Minute 5-15: The Confusion Phase
- More employees start reporting problems. Someone mentions it to IT. But it’s not clear yet whether this is a cyberattack, a server issue, or just a bad software update.
- IT staff begin troubleshooting. They check the servers. They look at recent changes. They’re not yet in “incident response” mode-they’re in “technical support” mode.
- The ransomware continues spreading. Every minute of confusion is another minute of encryption.
Minute 15-30: Recognition
- Someone finally sees the ransom note. Or the encryption becomes so widespread that there’s no denying what’s happening.
- Now the panic sets in.
- Who do we call? What do we shut down? Where are the backups? Does anyone have the incident response plan? Who has authority to make decisions?
- In organizations without a plan, these questions create paralysis. People look at each other, waiting for someone to take charge. Precious minutes tick by.

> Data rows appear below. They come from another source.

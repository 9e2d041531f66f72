//! Process a single document and show the result.

use super::load_site;
use anyhow::{Context, Result};
use linkweave_core::tree::{links, text_content};
use linkweave_core::{load_article, DocumentPipeline};
use std::path::Path;

pub fn process_file(config_path: &Path, file: &Path, json: bool) -> Result<()> {
    let site = load_site(config_path)?;
    let article =
        load_article(file).with_context(|| format!("Failed to load {}", file.display()))?;
    let pipeline = DocumentPipeline::new(&site.config, &site.registry)
        .context("Failed to set up document pipeline")?;

    let processed = pipeline.process(&article);

    if json {
        println!("{}", serde_json::to_string_pretty(&processed)?);
        return Ok(());
    }

    println!("{} ({})", article.frontmatter.title, processed.report.path);
    if let Some(children) = processed.document.root.children() {
        for link in links(children) {
            println!("- {} → {}", text_content(&link.children), link.url);
        }
    }
    let report = &processed.report;
    println!(
        "{} links created, {} URLs tagged, {} skipped, {} errors",
        report.links.created, report.utm.modified, report.utm.skipped, report.utm.errored
    );

    Ok(())
}
//! # linkweave-core
//!
//! Term auto-linking and UTM tagging for blog articles.
//!
//! This crate provides the term registry, the markdown-to-tree adapter, and
//! the two link transforms that run over every document.

pub mod autolink;
pub mod config;
pub mod content;
pub mod frontmatter;
pub mod markdown;
pub mod models;
pub mod pipeline;
pub mod registry;
pub mod slug;
pub mod tree;
pub mod utm;

pub use autolink::{AutoLinkOptions, AutoLinkReport, AutoLinker};
pub use config::Config;
pub use content::{load_article, load_articles};
pub use markdown::{parse_markdown, MarkdownParser};
pub use models::{Article, Frontmatter};
pub use pipeline::{build_registry, DocumentPipeline, DocumentReport, PipelineError, ProcessedDocument};
pub use registry::{LinkDefinition, LinkMappings, Registry, RegistryBuilder, ResolvedLink, Unresolvable};
pub use slug::slugify;
pub use utm::{TagOutcome, TagReport, UtmOptions, UtmTagger};
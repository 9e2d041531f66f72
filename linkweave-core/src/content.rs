//! Content directory discovery and article loading.

use crate::frontmatter::{parse_frontmatter, FrontmatterError};
use crate::models::Article;
use crate::slug::slug_from_path;
use std::collections::BTreeMap;
use std::fs;
use std::path::{Path, PathBuf};
use thiserror::Error;
use walkdir::WalkDir;

#[derive(Error, Debug)]
pub enum ContentError {
    #[error("IO error: {0}")]
    Io(#[from] std::io::Error),

    #[error("Frontmatter error: {0}")]
    Frontmatter(#[from] FrontmatterError),

    #[error("Document has no front-matter title")]
    Untitled,
}

/// Find every `.md` / `.mdx` file under `dir`, sorted by path
pub fn discover_documents(dir: &Path) -> Vec<PathBuf> {
    let mut files: Vec<PathBuf> = WalkDir::new(dir)
        .into_iter()
        .filter_map(|e| e.ok())
        .filter(|e| e.file_type().is_file())
        .filter(|e| {
            e.path()
                .extension()
                .is_some_and(|ext| ext == "md" || ext == "mdx")
        })
        .map(|e| e.into_path())
        .collect();
    files.sort();
    files
}

/// Read and parse a single article
pub fn load_article(path: &Path) -> Result<Article, ContentError> {
    let content = fs::read_to_string(path)?;
    let (frontmatter, body) = parse_frontmatter(&content)?;
    if frontmatter.title.is_empty() {
        return Err(ContentError::Untitled);
    }

    Ok(Article {
        slug: slug_from_path(path),
        source_path: path.to_path_buf(),
        frontmatter,
        body,
    })
}

/// Load every article under `dir`.
///
/// A file that cannot be read or parsed is logged and left out; it never
/// prevents the others from loading.
pub fn load_articles(dir: &Path) -> Vec<Article> {
    if !dir.is_dir() {
        tracing::warn!("Content directory {:?} does not exist", dir);
        return Vec::new();
    }

    let files = discover_documents(dir);
    tracing::info!("Found {} markdown files in {:?}", files.len(), dir);

    let articles: Vec<Article> = files
        .iter()
        .filter_map(|path| match load_article(path) {
            Ok(article) => Some(article),
            Err(e) => {
                tracing::warn!("Skipping {:?}: {}", path, e);
                None
            }
        })
        .collect();

    for (slug, paths) in duplicate_slugs(&articles) {
        tracing::warn!(
            "Slug {:?} is used by {:?}; they share one canonical path and output file",
            slug,
            paths
        );
    }

    articles
}

/// Slugs claimed by more than one article, with the files claiming them
pub fn duplicate_slugs(articles: &[Article]) -> BTreeMap<&str, Vec<&Path>> {
    let mut by_slug: BTreeMap<&str, Vec<&Path>> = BTreeMap::new();
    for article in articles {
        by_slug
            .entry(article.slug.as_str())
            .or_default()
            .push(article.source_path.as_path());
    }
    by_slug.retain(|_, paths| paths.len() > 1);
    by_slug
}
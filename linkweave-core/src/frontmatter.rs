//! Splitting an article into its YAML front-matter and markdown body.

use crate::models::Frontmatter;
use regex::Regex;
use std::sync::OnceLock;
use thiserror::Error;

#[derive(Error, Debug)]
pub enum FrontmatterError {
    #[error("Invalid front-matter YAML: {0}")]
    Yaml(#[from] serde_yaml::Error),

    #[error("Front-matter has no title")]
    MissingTitle,
}

/// Opening fence, YAML block, closing fence, optional body
fn fence_regex() -> &'static Regex {
    static FENCE: OnceLock<Regex> = OnceLock::new();
    FENCE.get_or_init(|| {
        Regex::new(r"(?s)\A\u{feff}?---[ \t]*\r?\n(.*?)\r?\n---[ \t]*(?:\r?\n(.*))?\z").unwrap()
    })
}

/// The raw YAML block and the body after it, if `content` opens with a
/// `---` fence
pub fn split_frontmatter(content: &str) -> Option<(&str, &str)> {
    let captures = fence_regex().captures(content)?;
    let yaml = captures.get(1)?.as_str();
    let body = captures.get(2).map_or("", |m| m.as_str());
    Some((yaml, body))
}

/// Parse an article's front-matter and return it with the body.
///
/// Content without a fence yields a default front-matter (blank title)
/// and the whole content as body. A fenced block must carry a non-blank
/// `title`.
///
/// ```
/// use linkweave_core::frontmatter::parse_frontmatter;
///
/// let content = "---\ntitle: OSCP Guide\nlinkHooks: [PEN-200]\n---\nBody\n";
/// let (fm, body) = parse_frontmatter(content).unwrap();
/// assert_eq!(fm.title, "OSCP Guide");
/// assert_eq!(fm.link_hooks, vec!["PEN-200"]);
/// assert_eq!(body, "Body\n");
/// ```
pub fn parse_frontmatter(content: &str) -> Result<(Frontmatter, String), FrontmatterError> {
    let Some((yaml, body)) = split_frontmatter(content) else {
        return Ok((Frontmatter::default(), content.to_string()));
    };

    let frontmatter: Frontmatter = serde_yaml::from_str(yaml)?;
    if frontmatter.title.trim().is_empty() {
        return Err(FrontmatterError::MissingTitle);
    }

    Ok((frontmatter, body.to_string()))
}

Minute 30-45: The Scramble
- Someone starts making decisions-whether or not they’re the right person to do so. Systems get disconnected, sometimes in the wrong order. People start calling vendors, lawyers, insurance companies.
- But without a plan, every action raises more questions. Should we pay the ransom? Who decides that? Do we have cyber insurance? What does our policy require us to do? Should we call law enforcement? Will that make things worse?
- The ransomware has likely finished its initial encryption by now. The damage is done. Everything from this point is containment and recovery.
Minute 45-60: The Aftermath Begins
- Leadership gets involved-often people who have no technical background and no context for what’s happening. They need briefings. They need options. They need answers that don’t exist yet.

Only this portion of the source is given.